ANALYSES

Raids contre Daesh : « Des frappes réussies sont celles qui font le plus de mal sur ce qui est le plus difficile à renouveler »

Presse
25 septembre 2014

La coalition qui lutte contre Daesh frappe depuis maintenant plusieurs jours les positions de l’organisation en Irak, mais aussi en Syrie. Les Etats-Unis se sont d’ailleurs félicités mardi de frappes «très réussies» en Syrie. Le Général de brigade aérienne et directeur de recherche à l’Institut de Relations Internationales et Stratégiques (IRIS), Jean-Vincent Brisset, explique à 20 Minutes les conditions d’une frappe aérienne réussie.


Qu’est-ce que des frappes aériennes «réussies»?



Pour fonctionner, une troupe comme celle de Daesh a besoin d’armes, de munitions, de moyens de communication (pour parler et pour transporter) et de moyens de commandement. Les deux premiers -à l’exception des armes lourdes-, tout comme les combattants sont les plus faciles à renouveler. C’est pour cette raison que les hommes sont sur le terrain, alors que les moyens de communication et de commandement sont dissimulés et protégés. Des frappes réussies sont des frappes qui font le plus de mal sur ce qui est le plus difficile à renouveler.


La coalition vise donc les moyens de communication et de commandement…



Tout à fait. La France a ainsi effectué la semaine dernière ses premiers raids aériens contre un dépôt logistique de Daesh dans la région de Mossoul, en Irak, qui abritait des véhicules, des armes et du carburant. Et, cette semaine, des avions de la coalition ont visé des positions, des sites d’entraînement et de commandement, des véhicules, et des routes d’approvisionnement de Daesh en Syrie et en Irak. Les Américains essayent très certainement également de cibler les chefs, comme ils l’ont fait à l’aide de drones contre les dirigeants talibans au Pakistan par exemple.


Techniquement, comment se passe un raid?



Auparavant, il s’agissait d’un tapis de bombes pour tout casser -une usine par exemple, mais qui touchait aussi la ville autour. Il y a eu une évolution, on ne cassait plus qu’une partie de l’usine -les voies d’approvisionnement par exemple- pour la mettre à l’arrêt. C’était le début des «frappes chirurgicales». Désormais, c’est encore plus sophistiqué: pour vous expliquer avec une image, on peut réussir à frapper le disjoncteur pour couper l’électricité et arrêter l’usine. L’avantage c’est qu’une charge d’une vingtaine de kilos suffit (Small-Diameter Bomb – bombe guidée de petit diamètre).
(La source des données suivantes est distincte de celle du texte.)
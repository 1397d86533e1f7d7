//! Embedding capability and the local FastEmbed backend
use fastembed::{EmbeddingModel, InitOptions, TextEmbedding};
use std::sync::Arc;
use thiserror::Error;

#[derive(Error, Debug)]
pub enum EmbeddingError {
    #[error("Model initialization failed: {0}")]
    InitializationError(String),

    #[error("Embedding generation failed: {0}")]
    GenerationError(String),

    #[error("Invalid input: {0}")]
    InvalidInput(String),

    #[error("Dimension mismatch: expected {expected}, got {actual}")]
    DimensionMismatch { expected: usize, actual: usize },
}

/// Produces a fixed-dimension dense vector for a piece of text
pub trait EmbeddingProvider: Send + Sync {
    fn embed(&self, text: &str) -> Result<Vec<f32>, EmbeddingError>;

    /// Every vector this provider returns has this many components
    fn dimension(&self) -> usize;

    fn model_name(&self) -> &str;
}

/// Local sentence-embedding model run through FastEmbed
///
/// Weights are fetched into the Hugging Face cache on first use
/// (all-MiniLM-L6-v2 is roughly 90MB).
pub struct FastEmbedProvider {
    model: Arc<TextEmbedding>,
    model_name: String,
    dimension: usize,
}

impl FastEmbedProvider {
    pub fn new(model_name: &str) -> Result<Self, EmbeddingError> {
        let (embedding_model, dimension) = match model_name {
            "all-MiniLM-L6-v2" | "all-minilm-l6-v2" => (EmbeddingModel::AllMiniLML6V2, 384),
            "bge-small-en-v1.5" => (EmbeddingModel::BGESmallENV15, 384),
            "bge-base-en-v1.5" => (EmbeddingModel::BGEBaseENV15, 768),
            _ => {
                return Err(EmbeddingError::InitializationError(format!(
                    "Unsupported model: {}. Supported: all-MiniLM-L6-v2, bge-small-en-v1.5, bge-base-en-v1.5, hash",
                    model_name
                )));
            }
        };

        tracing::info!(
            "Loading embedding model {} ({} dimensions)",
            model_name,
            dimension
        );

        let init_options = InitOptions::new(embedding_model).with_show_download_progress(true);
        let model = TextEmbedding::try_new(init_options)
            .map_err(|e| EmbeddingError::InitializationError(e.to_string()))?;

        Ok(Self {
            model: Arc::new(model),
            model_name: model_name.to_string(),
            dimension,
        })
    }
}

impl EmbeddingProvider for FastEmbedProvider {
    fn embed(&self, text: &str) -> Result<Vec<f32>, EmbeddingError> {
        if text.trim().is_empty() {
            return Err(EmbeddingError::InvalidInput("Empty text".to_string()));
        }

        let embedding = self
            .model
            .embed(vec![text.to_string()], None)
            .map_err(|e| EmbeddingError::GenerationError(e.to_string()))?
            .into_iter()
            .next()
            .ok_or_else(|| EmbeddingError::GenerationError("No embedding generated".to_string()))?;

        if embedding.len() != self.dimension {
            return Err(EmbeddingError::DimensionMismatch {
                expected: self.dimension,
                actual: embedding.len(),
            });
        }

        Ok(embedding)
    }

    fn dimension(&self) -> usize {
        self.dimension
    }

    fn model_name(&self) -> &str {
        &self.model_name
    }
}
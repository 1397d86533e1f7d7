//! Bounded worker pool for per-candidate summaries
//!
//! Summaries are independent, so they run concurrently under a semaphore of
//! `max_workers` permits. Results come back in request order regardless of
//! completion order.

use std::sync::Arc;
use tokio::sync::Semaphore;
use tracing::{debug, warn};

use crate::error::{Result, SiftError};
use crate::llm::{LlmOutcome, Summarizer};

pub struct SummaryPool {
    summarizer: Arc<dyn Summarizer>,
    max_workers: usize,
}

impl SummaryPool {
    pub fn new(summarizer: Arc<dyn Summarizer>, max_workers: usize) -> Self {
        Self {
            summarizer,
            max_workers: max_workers.max(1),
        }
    }

    /// Summarize every resume text against `query`, in input order
    pub async fn summarize_all(&self, texts: Vec<String>, query: &str) -> Vec<LlmOutcome<String>> {
        let semaphore = Arc::new(Semaphore::new(self.max_workers));
        let mut handles = Vec::with_capacity(texts.len());

        for text in texts {
            let semaphore = semaphore.clone();
            let summarizer = self.summarizer.clone();
            let query = query.to_string();

            handles.push(tokio::spawn(async move {
                let _permit = semaphore.acquire_owned().await.ok();
                tokio::task::spawn_blocking(move || summarizer.summarize(&text, &query)).await
            }));
        }

        let mut summaries = Vec::with_capacity(handles.len());
        for (position, handle) in handles.into_iter().enumerate() {
            let summary = match handle.await {
                Ok(Ok(outcome)) => outcome,
                Ok(Err(e)) | Err(e) => {
                    warn!("Summary worker {} failed: {}", position, e);
                    LlmOutcome::Fallback {
                        value: self.summarizer.placeholder().to_string(),
                        reason: e.to_string(),
                    }
                }
            };
            summaries.push(summary);
        }

        debug!("Summarized {} candidates", summaries.len());
        summaries
    }

    /// Run [`summarize_all`](Self::summarize_all) on a private runtime
    pub fn summarize_blocking(&self, texts: Vec<String>, query: &str) -> Result<Vec<LlmOutcome<String>>> {
        let runtime = tokio::runtime::Builder::new_current_thread()
            .enable_all()
            .build()
            .map_err(|e| SiftError::Io {
                source: e,
                context: "Failed to start summary runtime".to_string(),
            })?;

        Ok(runtime.block_on(self.summarize_all(texts, query)))
    }
}

#[cfg(test)]
mod tests {
    use super::*;
    use std::sync::atomic::{AtomicUsize, Ordering};
    use std::time::Duration;

    /// Echoes the resume text; sleeps longer for earlier items
    struct Slow {
        active: AtomicUsize,
        peak: AtomicUsize,
    }

    impl Summarizer for Slow {
        fn summarize(&self, resume_text: &str, _query: &str) -> LlmOutcome<String> {
            let now = self.active.fetch_add(1, Ordering::SeqCst) + 1;
            self.peak.fetch_max(now, Ordering::SeqCst);

            let delay: u64 = resume_text.len() as u64;
            std::thread::sleep(Duration::from_millis(delay * 5));

            self.active.fetch_sub(1, Ordering::SeqCst);
            if resume_text.starts_with('!') {
                return LlmOutcome::fallback(self.placeholder().to_string(), "bad resume");
            }
            LlmOutcome::Parsed(format!("summary of {}", resume_text))
        }

        fn placeholder(&self) -> &str {
            "No summary available."
        }
    }

    fn slow() -> Arc<Slow> {
        Arc::new(Slow {
            active: AtomicUsize::new(0),
            peak: AtomicUsize::new(0),
        })
    }

    #[tokio::test(flavor = "multi_thread", worker_threads = 2)]
    async fn test_results_in_request_order() {
        let summarizer = slow();
        let pool = SummaryPool::new(summarizer.clone(), 3);

        let texts = vec!["aaaaaaaa".to_string(), "bbbb".to_string(), "c".to_string()];
        let summaries = pool.summarize_all(texts, "q").await;

        let values: Vec<String> = summaries.into_iter().map(LlmOutcome::into_value).collect();
        assert_eq!(values, vec!["summary of aaaaaaaa", "summary of bbbb", "summary of c"]);
    }

    #[tokio::test]
    async fn test_worker_bound_respected() {
        let summarizer = slow();
        let pool = SummaryPool::new(summarizer.clone(), 2);

        let texts: Vec<String> = (0..8).map(|i| format!("resume{}", i)).collect();
        let summaries = pool.summarize_all(texts, "q").await;

        assert_eq!(summaries.len(), 8);
        assert!(summarizer.peak.load(Ordering::SeqCst) <= 2);
    }

    #[test]
    fn test_blocking_wrapper_keeps_fallbacks() {
        let pool = SummaryPool::new(slow(), 5);
        let summaries = pool
            .summarize_blocking(vec!["ok".to_string(), "!broken".to_string()], "q")
            .unwrap();

        assert_eq!(summaries[0], LlmOutcome::Parsed("summary of ok".to_string()));
        assert!(summaries[1].is_fallback());
        assert_eq!(summaries[1].value(), "No summary available.");
    }
}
Et au sol, que se passe-t-il?



C’est bien là le problème. Pour l’heure, les soldats Irakiens ne sont pas assez bien armés ni bien préparés pour affronter les djihadistes restant après les raids. Mais les frappes aériennes peuvent amener les djihadistes à refluer vers la Syrie, leur sanctuaire, comme quand les Américains ont décidé de frapper en Afghanistan, mais aussi au Pakistan et que les talibans ont commencé à perdre du terrain. Mais, tant qu’il disposera d’un sancutaire en Syrie, Daesh pourra lancer de nouvelles offensives, et il faudra alors une coordination bien plus soutenue avec Damas.


La stratégie militaire ne se réduit donc pas à des bombardements…



Non. Les bombes ne sont effectivement qu’un petit élément dans une affaire beaucoup plus large. Plus que les frappes, le plus important c’est le renseignement -via les vols de reconnaissance, mais aussi humain, au sol, pour savoir où frapper et éviter les dommages collatéraux. Ce conflit étant «idéologique», le risque d’exploitation d’éventuelles victimes civiles est donc encore plus élevé. Et, au-delà des simples frappes et de la stratégie militaire, il y a aussi une dimension sociétale à prendre en compte: il faut faire en sorte que le djihad ne soit plus attirant.